Genetic analysis of learning behavior-induced structural plasticity.

It is well-documented that enriched environment and behavioral training can lead to improved learning and memory, as well as structural and morphological changes in the brain. It has been hypothesized that such experience-dependent behavioral improvement results from structural modifications that may represent some forms of possible memory substrates for these behavioral experiences. It was generally assumed until now that, like the activity-dependent structural plasticity observed in the developing brain, behavioral experience-induced structural plasticity would require the activation of the NMDA receptor, a molecular switch for learning and memory. Recent genetic and anatomical analyses reveal that behavioral experience-induced increases in spine and synapse density in the hippocampal CA1 region occur despite the deletion of the NMDA receptor in conditional knockout mice.
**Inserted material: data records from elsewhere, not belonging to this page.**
//! Async-signal-safe crash-time stack unwinding and symbolication for
//! Apple platforms.
//!
//! At the moment a fatal signal or uncaught exception is delivered, this
//! crate takes a frozen thread state and the list of loaded images, walks
//! every frame of the call stack (frame-pointer chains, Apple compact
//! unwind, and DWARF CFI), resolves each return address to an image and a
//! symbol (Objective-C metadata first, the Mach-O symbol table second), and
//! appends a structured report to a pre-opened sink.
//!
//! The capture path holds itself to the async-signal-safety rules: no heap
//! allocation, no locks, and no re-entry into the language runtime. Every
//! pointer taken from the (possibly corrupted) target task is validated
//! against a mapped memory object before it is dereferenced.

pub mod cursor;
pub mod error;
pub mod image;
mod leb;
pub mod macho;
pub mod mem;
pub mod objc;
pub mod report;
pub mod symbols;
pub mod thread_state;
pub mod unwind;

#[cfg(target_os = "macos")]
pub mod mac;

pub use cursor::{Cursor, Frame, FrameReader, MAX_FRAME_DEPTH, Provenance, Step};
pub use error::Error;
pub use image::{Image, ImageList};
pub use macho::MachO;
pub use mem::{MemoryObject, TaskMemory};
pub use objc::ObjcCache;
#[cfg(unix)]
pub use report::FdSink;
pub use report::{ReportSink, Reporter, SignalInfo};
pub use symbols::{Symbol, symbolicate};
pub use thread_state::{Arch, Reg, ThreadState};
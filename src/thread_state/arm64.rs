//! ARM64 (AArch64) register file description.

/// General-purpose registers of an ARM64 thread. `X29` is named `Fp` and
/// `X30` is named `Lr`, matching the platform register roles.
#[derive(Debug, Clone, Copy, PartialEq, Eq)]
#[repr(u8)]
pub enum Reg {
    X0,
    X1,
    X2,
    X3,
    X4,
    X5,
    X6,
    X7,
    X8,
    X9,
    X10,
    X11,
    X12,
    X13,
    X14,
    X15,
    X16,
    X17,
    X18,
    X19,
    X20,
    X21,
    X22,
    X23,
    X24,
    X25,
    X26,
    X27,
    X28,
    Fp,
    Lr,
    Sp,
    Pc,
    Cpsr,
}

pub(crate) const REG_COUNT: usize = 34;

/// Every register, in storage order.
pub(crate) const ALL: [Reg; REG_COUNT] = [
    Reg::X0,
    Reg::X1,
    Reg::X2,
    Reg::X3,
    Reg::X4,
    Reg::X5,
    Reg::X6,
    Reg::X7,
    Reg::X8,
    Reg::X9,
    Reg::X10,
    Reg::X11,
    Reg::X12,
    Reg::X13,
    Reg::X14,
    Reg::X15,
    Reg::X16,
    Reg::X17,
    Reg::X18,
    Reg::X19,
    Reg::X20,
    Reg::X21,
    Reg::X22,
    Reg::X23,
    Reg::X24,
    Reg::X25,
    Reg::X26,
    Reg::X27,
    Reg::X28,
    Reg::Fp,
    Reg::Lr,
    Reg::Sp,
    Reg::Pc,
    Reg::Cpsr,
];

impl Reg {
    pub fn name(self) -> &'static str {
        match self {
            Self::X0 => "x0",
            Self::X1 => "x1",
            Self::X2 => "x2",
            Self::X3 => "x3",
            Self::X4 => "x4",
            Self::X5 => "x5",
            Self::X6 => "x6",
            Self::X7 => "x7",
            Self::X8 => "x8",
            Self::X9 => "x9",
            Self::X10 => "x10",
            Self::X11 => "x11",
            Self::X12 => "x12",
            Self::X13 => "x13",
            Self::X14 => "x14",
            Self::X15 => "x15",
            Self::X16 => "x16",
            Self::X17 => "x17",
            Self::X18 => "x18",
            Self::X19 => "x19",
            Self::X20 => "x20",
            Self::X21 => "x21",
            Self::X22 => "x22",
            Self::X23 => "x23",
            Self::X24 => "x24",
            Self::X25 => "x25",
            Self::X26 => "x26",
            Self::X27 => "x27",
            Self::X28 => "x28",
            Self::Fp => "fp",
            Self::Lr => "lr",
            Self::Sp => "sp",
            Self::Pc => "pc",
            Self::Cpsr => "cpsr",
        }
    }
}

/// Callee-preserved registers per the AAPCS64, plus SP and the
/// return-address/instruction registers.
pub(crate) const NONVOLATILE: &[Reg] = &[
    Reg::X19,
    Reg::X20,
    Reg::X21,
    Reg::X22,
    Reg::X23,
    Reg::X24,
    Reg::X25,
    Reg::X26,
    Reg::X27,
    Reg::X28,
    Reg::Fp,
    Reg::Sp,
    Reg::Lr,
    Reg::Pc,
];

/// DWARF register mappings per "DWARF for the ARM 64-bit Architecture",
/// ARM IHI 0057. The PC is not allocated a number.
pub(crate) const DWARF: &[(Reg, u64)] = &[
    (Reg::X0, 0),
    (Reg::X1, 1),
    (Reg::X2, 2),
    (Reg::X3, 3),
    (Reg::X4, 4),
    (Reg::X5, 5),
    (Reg::X6, 6),
    (Reg::X7, 7),
    (Reg::X8, 8),
    (Reg::X9, 9),
    (Reg::X10, 10),
    (Reg::X11, 11),
    (Reg::X12, 12),
    (Reg::X13, 13),
    (Reg::X14, 14),
    (Reg::X15, 15),
    (Reg::X16, 16),
    (Reg::X17, 17),
    (Reg::X18, 18),
    (Reg::X19, 19),
    (Reg::X20, 20),
    (Reg::X21, 21),
    (Reg::X22, 22),
    (Reg::X23, 23),
    (Reg::X24, 24),
    (Reg::X25, 25),
    (Reg::X26, 26),
    (Reg::X27, 27),
    (Reg::X28, 28),
    (Reg::Fp, 29),
    (Reg::Lr, 30),
    (Reg::Sp, 31),
];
Recent studies indicate that the molecular mechanism of behavioral experience-induced structural plasticity in the adult brain differs from that of the developing brain, and can be disassociated from the NMDA-mediated long-term potentiation (LTP) phenomenon. Deepening the understanding of the molecular mechanism of experience-induced structural plasticity should facilitate the study of the relationship between structural changes and memory formation. Using an integrated approach with genomic, genetic, and modern histological techniques should move us closer in this direction.